Posted: Mar 25, 2020
Nielsen's latest weekly data reveals that off-premise (retail) alcohol is booming across the board. Nielsen's total U.S. off-premise sales for wine (+27.6%), spirits (+26.4%) and beer/flavored malt beverages/cider (+14%) soared in the week ending March 14, 2020 vs. the same week one year ago.
These growth rates are a much different picture than where the categories were in the weeks prior to the pandemic. For the 13-week time period ending January 25, the beer/flavored malt beverage/cider category was +5%, wine was nearly flat at +0.6% and spirits was at +3.8%.
Large pack sizes (3L boxed wines are +53%, 24-packs of beer are +24%) are performing particularly well, aligning with the broader "stocking up" that consumers are doing.
Danelle Kosmal VP of Beverage Alcohol at Nielsen:
"While Beverage Alcohol categories are all experiencing double digit growth, they lag growth rates for total consumer goods. For the week ending March 14, when many consumers were stocking up on perishables, cleaning products and toilet paper, total consumer goods grew by 40% in Nielsen all U.S. outlet channels. To me, this is an indication that Beverage Alcohol is important to consumers, but other consumer goods categories are being prioritized, at least for now. As more and more on-premise locations close, I think we will continue to see off-premise sales for beer, wine and spirits grow even more, and closing the gap with other consumer goods."
Wine and spirits growth rates were stronger than beer; however, given the overall size of beer, total dollar increases surpassed that of wine and spirits in Nielsen off-premise channels.
Even without FMBs and hard seltzers, total beer category sales grew at 8.1%.
All segments in the category are up, and many are up double digits. We saw some of the biggest jumps for crafts (total crafts +14.7% vs. one year ago), independent crafts (+17%), hard seltzers (+308%), super premium beers (+16.7%) and even non-alcoholic beer (+48.6%).

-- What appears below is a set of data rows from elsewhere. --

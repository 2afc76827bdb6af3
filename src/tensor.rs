//! Tensor implementation
//!
//! This module provides the core `Tensor` type used to exchange data with
//! external backends: an N-dimensional array with a runtime element-type tag
//! and flat row-major storage. The runtime tag (rather than a generic
//! parameter) is what the harness needs, because output element types are
//! only known after decoding files produced by external tools.

use std::fmt;

use serde::{Deserialize, Serialize};

use crate::error::{Result, VerificarError};

/// Element type tag for tensor storage
///
/// Covers the types that cross the file boundary: float inputs/outputs,
/// quantized integer payloads, and boolean outputs from comparison ops.
#[derive(Debug, Clone, Copy, PartialEq, Eq, Hash, Serialize, Deserialize)]
pub enum DType {
    /// 32-bit IEEE 754 float
    F32,
    /// 64-bit IEEE 754 float
    F64,
    /// Signed 8-bit integer
    I8,
    /// Signed 16-bit integer
    I16,
    /// Signed 32-bit integer
    I32,
    /// Unsigned 8-bit integer
    U8,
    /// Boolean (stored as one byte per element on disk)
    Bool,
}

impl DType {
    /// Size of one element in bytes
    #[must_use]
    pub fn size_of(self) -> usize {
        match self {
            DType::I8 | DType::U8 | DType::Bool => 1,
            DType::I16 => 2,
            DType::F32 | DType::I32 => 4,
            DType::F64 => 8,
        }
    }

    /// NumPy descr string for the `.npy` header
    #[must_use]
    pub fn numpy_descr(self) -> &'static str {
        match self {
            DType::F32 => "<f4",
            DType::F64 => "<f8",
            DType::I8 => "|i1",
            DType::I16 => "<i2",
            DType::I32 => "<i4",
            DType::U8 => "|u1",
            DType::Bool => "|b1",
        }
    }

    /// Parse a NumPy descr string
    ///
    /// Accepts both little-endian (`<`) and byte-order-agnostic (`|`, `=`)
    /// prefixes; big-endian payloads are not supported.
    #[must_use]
    pub fn from_numpy_descr(descr: &str) -> Option<Self> {
        let stripped = descr
            .strip_prefix(['<', '|', '='])
            .unwrap_or(descr);
        match stripped {
            "f4" => Some(DType::F32),
            "f8" => Some(DType::F64),
            "i1" => Some(DType::I8),
            "i2" => Some(DType::I16),
            "i4" => Some(DType::I32),
            "u1" => Some(DType::U8),
            "b1" => Some(DType::Bool),
            _ => None,
        }
    }

    /// Whether this is a floating-point type
    #[must_use]
    pub fn is_float(self) -> bool {
        matches!(self, DType::F32 | DType::F64)
    }

    /// Whether this is a (signed or unsigned) integer type
    #[must_use]
    pub fn is_integer(self) -> bool {
        matches!(self, DType::I8 | DType::I16 | DType::I32 | DType::U8)
    }
}

impl fmt::Display for DType {
    fn fmt(&self, f: &mut fmt::Formatter<'_>) -> fmt::Result {
        let name = match self {
            DType::F32 => "f32",
            DType::F64 => "f64",
            DType::I8 => "i8",
            DType::I16 => "i16",
            DType::I32 => "i32",
            DType::U8 => "u8",
            DType::Bool => "bool",
        };
        write!(f, "{name}")
    }
}

/// Typed flat storage backing a [`Tensor`]
#[derive(Debug, Clone, PartialEq)]
pub enum TensorData {
    /// 32-bit float elements
    F32(Vec<f32>),
    /// 64-bit float elements
    F64(Vec<f64>),
    /// Signed 8-bit elements
    I8(Vec<i8>),
    /// Signed 16-bit elements
    I16(Vec<i16>),
    /// Signed 32-bit elements
    I32(Vec<i32>),
    /// Unsigned 8-bit elements
    U8(Vec<u8>),
    /// Boolean elements
    Bool(Vec<bool>),
}

impl TensorData {
    /// Number of elements
    #[must_use]
    pub fn len(&self) -> usize {
        match self {
            TensorData::F32(v) => v.len(),
            TensorData::F64(v) => v.len(),
            TensorData::I8(v) => v.len(),
            TensorData::I16(v) => v.len(),
            TensorData::I32(v) => v.len(),
            TensorData::U8(v) => v.len(),
            TensorData::Bool(v) => v.len(),
        }
    }

    /// Whether the storage holds no elements
    #[must_use]
    pub fn is_empty(&self) -> bool {
        self.len() == 0
    }

    /// Element type tag of the storage
    #[must_use]
    pub fn dtype(&self) -> DType {
        match self {
            TensorData::F32(_) => DType::F32,
            TensorData::F64(_) => DType::F64,
            TensorData::I8(_) => DType::I8,
            TensorData::I16(_) => DType::I16,
            TensorData::I32(_) => DType::I32,
            TensorData::U8(_) => DType::U8,
            TensorData::Bool(_) => DType::Bool,
        }
    }
}

/// N-dimensional tensor with runtime element type and row-major storage
///
/// # Examples
///
/// ```
/// use verificar::Tensor;
///
/// let t = Tensor::from_f32(vec![2, 3], vec![
///     1.0, 2.0, 3.0,
///     4.0, 5.0, 6.0,
/// ]).unwrap();
///
/// assert_eq!(t.shape(), &[2, 3]);
/// assert_eq!(t.ndim(), 2);
/// assert_eq!(t.size(), 6);
/// ```
#[derive(Debug, Clone, PartialEq)]
pub struct Tensor {
    /// Shape of the tensor
    shape: Vec<usize>,
    /// Flattened data in row-major order
    data: TensorData,
}

impl Tensor {
    /// Create a new tensor from typed storage and a shape
    ///
    /// # Errors
    ///
    /// Returns `Err` if:
    /// - Shape is empty
    /// - Shape contains zero
    /// - Data size doesn't match shape
    pub fn new(shape: Vec<usize>, data: TensorData) -> Result<Self> {
        if shape.is_empty() {
            return Err(VerificarError::InvalidShape {
                reason: "Shape cannot be empty".to_string(),
            });
        }

        if shape.contains(&0) {
            return Err(VerificarError::InvalidShape {
                reason: "Shape dimensions cannot be zero".to_string(),
            });
        }

        let expected_size = shape.iter().product();
        if data.len() != expected_size {
            return Err(VerificarError::DataShapeMismatch {
                data_size: data.len(),
                shape: shape.clone(),
                expected: expected_size,
            });
        }

        Ok(Self { shape, data })
    }

    /// Create an f32 tensor from a flat vector
    ///
    /// # Errors
    ///
    /// Same validation as [`Tensor::new`].
    pub fn from_f32(shape: Vec<usize>, data: Vec<f32>) -> Result<Self> {
        Self::new(shape, TensorData::F32(data))
    }

    /// Get the shape of the tensor
    #[must_use]
    pub fn shape(&self) -> &[usize] {
        &self.shape
    }

    /// Get the number of dimensions
    #[must_use]
    pub fn ndim(&self) -> usize {
        self.shape.len()
    }

    /// Get the total number of elements
    #[must_use]
    pub fn size(&self) -> usize {
        self.data.len()
    }

    /// Get the element type tag
    #[must_use]
    pub fn dtype(&self) -> DType {
        self.data.dtype()
    }

    /// Get a reference to the typed storage
    #[must_use]
    pub fn data(&self) -> &TensorData {
        &self.data
    }

    /// Consume the tensor, returning shape and storage
    #[must_use]
    pub fn into_parts(self) -> (Vec<usize>, TensorData) {
        (self.shape, self.data)
    }

    /// View the data as an f32 slice, if the tensor is f32-typed
    #[must_use]
    pub fn as_f32(&self) -> Option<&[f32]> {
        match &self.data {
            TensorData::F32(v) => Some(v),
            _ => None,
        }
    }

    /// Convert numeric elements to f32, widening or narrowing as needed
    ///
    /// # Errors
    ///
    /// Returns `ContractViolation` for boolean tensors; they carry no
    /// numeric interpretation in this harness and must be compared as-is.
    pub fn to_f32(&self) -> Result<Vec<f32>> {
        match &self.data {
            TensorData::F32(v) => Ok(v.clone()),
            TensorData::F64(v) => Ok(v.iter().map(|&x| x as f32).collect()),
            TensorData::I8(v) => Ok(v.iter().map(|&x| f32::from(x)).collect()),
            TensorData::I16(v) => Ok(v.iter().map(|&x| f32::from(x)).collect()),
            TensorData::I32(v) => Ok(v.iter().map(|&x| x as f32).collect()),
            TensorData::U8(v) => Ok(v.iter().map(|&x| f32::from(x)).collect()),
            TensorData::Bool(_) => Err(VerificarError::ContractViolation {
                reason: "Boolean tensor has no f32 interpretation".to_string(),
            }),
        }
    }

    /// Reinterpret the tensor with a new shape of the same total size
    ///
    /// # Errors
    ///
    /// Returns `Err` if the new shape is invalid or its element count
    /// differs from the current one.
    pub fn reshape(self, new_shape: Vec<usize>) -> Result<Self> {
        Self::new(new_shape, self.data)
    }

    /// Serialize the elements as a flat little-endian byte dump (no header)
    #[must_use]
    pub fn to_le_bytes(&self) -> Vec<u8> {
        let mut bytes = Vec::with_capacity(self.size() * self.dtype().size_of());
        match &self.data {
            TensorData::F32(v) => {
                for x in v {
                    bytes.extend_from_slice(&x.to_le_bytes());
                }
            }
            TensorData::F64(v) => {
                for x in v {
                    bytes.extend_from_slice(&x.to_le_bytes());
                }
            }
            TensorData::I8(v) => {
                for x in v {
                    bytes.extend_from_slice(&x.to_le_bytes());
                }
            }
            TensorData::I16(v) => {
                for x in v {
                    bytes.extend_from_slice(&x.to_le_bytes());
                }
            }
            TensorData::I32(v) => {
                for x in v {
                    bytes.extend_from_slice(&x.to_le_bytes());
                }
            }
            TensorData::U8(v) => bytes.extend_from_slice(v),
            TensorData::Bool(v) => bytes.extend(v.iter().map(|&b| u8::from(b))),
        }
        bytes
    }

    /// Deserialize a flat little-endian byte dump into a typed tensor
    ///
    /// # Errors
    ///
    /// Returns `FormatError` if the byte length is not a whole number of
    /// elements for the shape, and shape validation errors from
    /// [`Tensor::new`].
    pub fn from_le_bytes(shape: Vec<usize>, dtype: DType, bytes: &[u8]) -> Result<Self> {
        let elem = dtype.size_of();
        let expected: usize = shape.iter().product::<usize>() * elem;
        if bytes.len() != expected {
            return Err(VerificarError::FormatError {
                reason: format!(
                    "Byte dump is {} bytes, shape {:?} of {} requires {}",
                    bytes.len(),
                    shape,
                    dtype,
                    expected
                ),
            });
        }

        let data = match dtype {
            DType::F32 => TensorData::F32(
                bytes
                    .chunks_exact(4)
                    .map(|c| f32::from_le_bytes([c[0], c[1], c[2], c[3]]))
                    .collect(),
            ),
            DType::F64 => TensorData::F64(
                bytes
                    .chunks_exact(8)
                    .map(|c| {
                        f64::from_le_bytes([c[0], c[1], c[2], c[3], c[4], c[5], c[6], c[7]])
                    })
                    .collect(),
            ),
            DType::I8 => TensorData::I8(bytes.iter().map(|&b| b as i8).collect()),
            DType::I16 => TensorData::I16(
                bytes
                    .chunks_exact(2)
                    .map(|c| i16::from_le_bytes([c[0], c[1]]))
                    .collect(),
            ),
            DType::I32 => TensorData::I32(
                bytes
                    .chunks_exact(4)
                    .map(|c| i32::from_le_bytes([c[0], c[1], c[2], c[3]]))
                    .collect(),
            ),
            DType::U8 => TensorData::U8(bytes.to_vec()),
            DType::Bool => TensorData::Bool(bytes.iter().map(|&b| b != 0).collect()),
        };

        Self::new(shape, data)
    }
}

impl fmt::Display for Tensor {
    fn fmt(&self, f: &mut fmt::Formatter<'_>) -> fmt::Result {
        write!(
            f,
            "Tensor(dtype={}, shape={:?}, size={})",
            self.dtype(),
            self.shape,
            self.size()
        )
    }
}
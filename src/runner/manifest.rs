//! Reference-model manifest handling
//!
//! The compiler stage drops a small JSON sidecar (`desc*.json`) into the
//! artifact directory describing the serialized graph and its input/output
//! file bindings. The harness consumes it read-only and requires exactly one
//! per directory; several manifests mean a multi-partition graph, which the
//! file-based runner does not support.

use std::fs;
use std::path::{Path, PathBuf};

use serde::{Deserialize, Serialize};

use crate::error::{Result, VerificarError};

/// On-disk manifest for one reference-model invocation
///
/// ```json
/// {
///     "tosa_file": "output.tosa",
///     "ifm_name": ["arg0_1"],
///     "ifm_file": ["arg0_1.npy"],
///     "ofm_name": ["dequantize_default_1"],
///     "ofm_file": ["ref-dequantize_default_1.npy"],
///     "expected_return_code": 0,
///     "expected_failure": false
/// }
/// ```
#[derive(Debug, Clone, Serialize, Deserialize)]
pub struct Manifest {
    /// Serialized-graph file name, relative to the artifact directory
    pub tosa_file: String,
    /// Input tensor names, in declaration order
    pub ifm_name: Vec<String>,
    /// Input file names the tool will read, zipped with `ifm_name`
    pub ifm_file: Vec<String>,
    /// Output tensor names
    pub ofm_name: Vec<String>,
    /// Output file names the tool will write, zipped with `ofm_name`
    pub ofm_file: Vec<String>,
    /// Process exit code the compiler stage expects
    pub expected_return_code: i32,
    /// Whether the compiler stage expects the run to fail
    pub expected_failure: bool,
}

impl Manifest {
    /// Load and parse a manifest file
    ///
    /// # Errors
    ///
    /// Returns `IoError` on read failure and `FormatError` on invalid JSON.
    pub fn load(path: &Path) -> Result<Self> {
        let contents = fs::read_to_string(path).map_err(|e| VerificarError::IoError {
            message: format!("Failed to read manifest '{}': {e}", path.display()),
        })?;
        serde_json::from_str(&contents).map_err(|e| VerificarError::FormatError {
            reason: format!("Invalid manifest '{}': {e}", path.display()),
        })
    }
}

/// Locate the single `desc*.json` manifest in an artifact directory
///
/// # Errors
///
/// Returns `UnsupportedGraph` when no manifest is found, or when more than
/// one is (multi-partition graphs are currently not supported).
pub fn find_manifest(dir: &Path) -> Result<PathBuf> {
    let entries = fs::read_dir(dir).map_err(|e| VerificarError::IoError {
        message: format!("Failed to list '{}': {e}", dir.display()),
    })?;

    let mut matches: Vec<PathBuf> = entries
        .filter_map(std::result::Result::ok)
        .map(|entry| entry.path())
        .filter(|path| {
            path.file_name()
                .and_then(|n| n.to_str())
                .is_some_and(|name| name.starts_with("desc") && name.ends_with(".json"))
        })
        .collect();
    matches.sort();

    match matches.len() {
        0 => Err(VerificarError::UnsupportedGraph {
            reason: format!("No graph description file found in '{}'", dir.display()),
        }),
        1 => Ok(matches.remove(0)),
        n => Err(VerificarError::UnsupportedGraph {
            reason: format!(
                "Found {n} description files in '{}': graphs with more than one partition \
                 are currently not supported",
                dir.display()
            ),
        }),
    }
}
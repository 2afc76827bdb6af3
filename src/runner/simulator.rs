//! Hardware simulator backend
//!
//! Runs a previously-lowered program binary on a semihosted fixed virtual
//! platform. Inputs cross the boundary as headerless `.bin` dumps; the
//! on-device runner quantizes internally, so inputs are exported in their
//! float form. The simulator reports success through both its exit code and
//! its UART log, so stdout is scanned for fault patterns even on exit 0.

use std::path::{Path, PathBuf};

use crate::codec;
use crate::error::{Result, VerificarError};
use crate::tensor::{DType, Tensor};

use super::{check_input_arity, run_cmd, RunnerSession, Target};

/// Name of the lowered program binary inside the artifact directory
const PROGRAM_FILE: &str = "program.pte";

/// Relative path of the semihosted runner ELF built by the setup step
fn runner_elf_path(target: Target) -> PathBuf {
    Path::new("cmake-out")
        .join(format!("arm_semihosting_executor_runner_{target}"))
        .join("arm_executor_runner")
}

/// Backend A: cycle-accurate hardware simulator
pub struct SimulatorBackend {
    target: Target,
}

impl SimulatorBackend {
    /// Create a simulator backend for a hardware profile
    #[must_use]
    pub fn new(target: Target) -> Self {
        Self { target }
    }

    /// The hardware profile this backend simulates
    #[must_use]
    pub fn target(&self) -> Target {
        self.target
    }

    /// Run the lowered program on the simulator
    ///
    /// # Errors
    ///
    /// - `Precondition`: session not initialized, program binary or runner
    ///   ELF missing.
    /// - `ContractViolation`: input lists do not zip exactly.
    /// - `SubprocessFailure`: nonzero exit, or a fault pattern in the
    ///   simulator log.
    pub fn run(&self, session: &RunnerSession, inputs: &[Tensor]) -> Result<Vec<Tensor>> {
        session.require_init("the hardware simulator")?;

        let program_path = session.artifact_dir.join(PROGRAM_FILE);
        if !program_path.is_file() {
            return Err(VerificarError::Precondition {
                reason: format!("Program binary '{}' not found", program_path.display()),
            });
        }

        let elf_path = runner_elf_path(self.target);
        if !elf_path.is_file() {
            return Err(VerificarError::Precondition {
                reason: format!(
                    "Runner ELF '{}' not found, did you run setup_testing.sh?",
                    elf_path.display()
                ),
            });
        }

        check_input_arity(
            session.input_names.len(),
            session.qp_inputs.len(),
            inputs.len(),
        )?;

        // The on-device runner consumes float inputs and quantizes
        // internally, so inputs are exported unquantized.
        let mut input_paths = Vec::with_capacity(inputs.len());
        for (name, tensor) in session.input_names.iter().zip(inputs) {
            input_paths.push(codec::save_bytes(&session.artifact_dir, tensor, None, name)?);
        }

        let out_prefix = session.artifact_dir.join("out");
        let mut cmd_line = format!(
            "executor_runner -m {} -o {}",
            program_path.display(),
            out_prefix.display()
        );
        for path in &input_paths {
            cmd_line.push_str(&format!(" -i {}", path.display()));
        }

        let argv = self.simulator_argv(session, &cmd_line, &elf_path);
        let output = run_cmd(&argv, false)?;

        if !output.success() {
            return Err(VerificarError::SubprocessFailure {
                command: argv.join(" "),
                stdout: output.stdout,
                stderr: output.stderr,
            });
        }
        if stdout_indicates_fault(&output.stdout) {
            return Err(VerificarError::SubprocessFailure {
                command: argv.join(" "),
                stdout: output.stdout,
                stderr: output.stderr,
            });
        }

        self.read_outputs(session)
    }

    /// Simulator command line for the configured hardware profile
    fn simulator_argv(
        &self,
        session: &RunnerSession,
        cmd_line: &str,
        elf_path: &Path,
    ) -> Vec<String> {
        let extra_args = if session.fast_simulation { "--fast" } else { "" };
        let config = |key: &str, value: &str| [String::from("-C"), format!("{key}={value}")];

        let mut argv: Vec<String> = Vec::new();
        match self.target {
            Target::Corstone300 => {
                argv.push("FVP_Corstone_SSE-300_Ethos-U55".to_string());
                argv.extend(config("ethosu.num_macs", "128"));
                argv.extend(config("mps3_board.visualisation.disable-visualisation", "1"));
                argv.extend(config("mps3_board.telnetterminal0.start_telnet", "0"));
                argv.extend(config("mps3_board.uart0.out_file", "'-'"));
                argv.extend(config("cpu0.semihosting-enable", "1"));
                argv.extend(config("cpu0.semihosting-stack_base", "0"));
                argv.extend(config("ethosu.extra_args", &format!("'{extra_args}'")));
                argv.extend(config("cpu0.semihosting-heap_limit", "0"));
                argv.extend(config("cpu0.semihosting-cmd_line", &format!("'{cmd_line}'")));
            }
            Target::Corstone320 => {
                argv.push("FVP_Corstone_SSE-320".to_string());
                argv.extend(config("mps4_board.subsystem.ethosu.num_macs", "128"));
                argv.extend(config("mps4_board.visualisation.disable-visualisation", "1"));
                argv.extend(config("vis_hdlcd.disable_visualisation", "1"));
                argv.extend(config("mps4_board.telnetterminal0.start_telnet", "0"));
                argv.extend(config("mps4_board.uart0.out_file", "'-'"));
                argv.extend(config("mps4_board.uart0.unbuffered_output", "1"));
                argv.extend(config("mps4_board.uart0.shutdown_on_eot", "1"));
                argv.extend(config("mps4_board.subsystem.cpu0.semihosting-enable", "1"));
                argv.extend(config("mps4_board.subsystem.cpu0.semihosting-stack_base", "0"));
                argv.extend(config("mps4_board.subsystem.cpu0.semihosting-heap_limit", "0"));
                argv.extend(config(
                    "mps4_board.subsystem.ethosu.extra_args",
                    &format!("'{extra_args}'"),
                ));
                argv.extend(config(
                    "mps4_board.subsystem.cpu0.semihosting-cmd_line",
                    &format!("'{cmd_line}'"),
                ));
            }
        }
        argv.push("-a".to_string());
        argv.push(elf_path.display().to_string());
        argv.push("--timelimit".to_string());
        argv.push(session.timeout_secs.to_string());
        argv
    }

    /// Read `out-<i>.bin` per output node, reshaped to the node's metadata
    fn read_outputs(&self, session: &RunnerSession) -> Result<Vec<Tensor>> {
        let mut outputs = Vec::with_capacity(session.output_nodes.len());
        for (i, node) in session.output_nodes.iter().enumerate() {
            let path = session.artifact_dir.join(format!("out-{i}.bin"));
            let bytes = std::fs::read(&path).map_err(|e| VerificarError::IoError {
                message: format!("Failed to read simulator output '{}': {e}", path.display()),
            })?;
            outputs.push(Tensor::from_le_bytes(
                node.meta.shape.clone(),
                DType::F32,
                &bytes,
            )?);
        }
        Ok(outputs)
    }
}

/// Scan a simulator log for fault patterns, line by line
///
/// A line is a fault if it begins with `E` or `F` followed by `:` or a
/// space, or contains "Hard fault" or "Assertion".
pub(crate) fn stdout_indicates_fault(stdout: &str) -> bool {
    stdout.lines().any(|line| {
        let mut chars = line.chars();
        let leading_fault = matches!(
            (chars.next(), chars.next()),
            (Some('E' | 'F'), Some(':' | ' '))
        );
        leading_fault || line.contains("Hard fault") || line.contains("Assertion")
    })
}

Sales for pack sizes continue to indicate that consumers are stocking up. While nearly all pack sizes grew for the week ending March 14, the larger pack sizes far outpaced the growth of smaller pack sizes.
Dollar sales for 24-packs were up +28%, 30 packs were up +21% and 36-packs were up 40%. These are extremely significant increases if you compare to growth rates for 13 weeks ending 1/25/20, when dollar growth rates were +8%, -1.4% and -2% respectively.
For spirits, all major sub-categories except for brandy rose by double digits vs. one year ago, with gin (+39.1%), tequila (+43.3%) and prepared cocktail (+49.6%) segments expanded by the largest amounts.
But the biggest gainer of them all was grain alcohol, likely due to some consumers turning to this strong spirit to make hand sanitizer.
While we're still in the early days of the pandemic, ultra premium spirits continued to post the highest percent changes vs. a year ago--which was also the case pre-pandemic. We'll see if that changes as the economic impacts sink in.
As further evidence of stocking up, the pack size with the largest increase vs. both year ago and prior week was the 1.75L size, with the magnitude of its double digit growth rates far exceeding that of the 750 ML pack size.
Segments that were expanding at a significantly higher rate than the overall category included:
3L boxed wines (+53% vs. year ago) and canned wines (+95%), though cans were performing very well before, too
Table wine in bottles at price tiers between $11-$25 on an equivalent 750 ml basis, though all tiers from the lowest to the highest were up double digits
Even the 1.5L glass segment that had been declining posted a gain of almost +20% in this single week vs. the same period one year ago, though that was still not as high as the 750 ml segment's growth.